What is needed: Please repeat every line below exactly, from the first to the last.

[Records from a collection]
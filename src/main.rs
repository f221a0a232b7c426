//! jackstrip - A JACK channel strip mixer with TUI
//!
//! Lays volume/balance channel strips over a JACK gain matrix. Features:
//! - Mono-to-stereo and stereo-to-stereo strips
//! - YAML configuration for ports, strips and persisted gains
//! - Master/slave volume links between strips
//! - Terminal-based user interface

mod audio;
mod config;
mod ipc;
mod mixer;
mod routing;
mod strip;
mod ui;

use anyhow::{Context, Result};
use clap::Parser;
use std::path::PathBuf;

use routing::{GainMatrix, JackRouting};

/// jackstrip - JACK channel strip mixer
#[derive(Parser, Debug)]
#[command(name = "jackstrip")]
#[command(author, version, about, long_about = None)]
struct Args {
    /// Path to the configuration file (YAML)
    #[arg(short, long)]
    config: PathBuf,

    /// Enable verbose logging
    #[arg(short, long)]
    verbose: bool,

    /// Run against an in-memory gain matrix instead of JACK
    #[arg(long)]
    dry_run: bool,
}

fn main() -> Result<()> {
    let args = Args::parse();

    let filter = if args.verbose { "debug" } else { "warn" };
    env_logger::Builder::from_env(env_logger::Env::default().default_filter_or(filter)).init();

    log::info!("Starting jackstrip");

    let config = config::Config::load(&args.config)
        .with_context(|| format!("Failed to load config from {:?}", args.config))?;

    log::info!(
        "Loaded config: client='{}', {} inputs, {} outputs, {} strips",
        config.client_name,
        config.inputs.len(),
        config.outputs.len(),
        config.strips.len()
    );

    if args.dry_run {
        let matrix = GainMatrix::with_routes(config.routes());
        log::info!("Dry run with {} persisted routes", matrix.len());
        ui::App::new(config, matrix)?.run()?;
    } else {
        let routing = JackRouting::new(&config)?;
        let mut routing = ui::App::new(config, routing)?.run()?;
        routing.quit();
    }

    log::info!("jackstrip exiting");
    Ok(())
}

Response area:
filename src/main.rs
repository f221a0a232b7c426
//! jackstrip - A JACK channel strip mixer with TUI
//!
//! Lays volume/balance channel strips over a JACK gain matrix. Features:
//! - Mono-to-stereo and stereo-to-stereo strips
//! - YAML configuration for ports, strips and persisted gains
//! - Master/slave volume links between strips
//! - Terminal-based user interface

mod audio;
mod config;
mod ipc;
mod mixer;
mod routing;
mod strip;
mod ui;

use anyhow::{Context, Result};
use clap::Parser;
use std::path::PathBuf;

use routing::{GainMatrix, JackRouting};

/// jackstrip - JACK channel strip mixer
#[derive(Parser, Debug)]
#[command(name = "jackstrip")]
#[command(author, version, about, long_about = None)]
struct Args {
    /// Path to the configuration file (YAML)
    #[arg(short, long)]
    config: PathBuf,

    /// Enable verbose logging
    #[arg(short, long)]
    verbose: bool,

    /// Run against an in-memory gain matrix instead of JACK
    #[arg(long)]
    dry_run: bool,
}

fn main() -> Result<()> {
    let args = Args::parse();

    let filter = if args.verbose { "debug" } else { "warn" };
    env_logger::Builder::from_env(env_logger::Env::default().default_filter_or(filter)).init();

    log::info!("Starting jackstrip");

    let config = config::Config::load(&args.config)
        .with_context(|| format!("Failed to load config from {:?}", args.config))?;

    log::info!(
        "Loaded config: client='{}', {} inputs, {} outputs, {} strips",
        config.client_name,
        config.inputs.len(),
        config.outputs.len(),
        config.strips.len()
    );

    if args.dry_run {
        let matrix = GainMatrix::with_routes(config.routes());
        log::info!("Dry run with {} persisted routes", matrix.len());
        ui::App::new(config, matrix)?.run()?;
    } else {
        let routing = JackRouting::new(&config)?;
        let mut routing = ui::App::new(config, routing)?.run()?;
        routing.quit();
    }

    log::info!("jackstrip exiting");
    Ok(())
}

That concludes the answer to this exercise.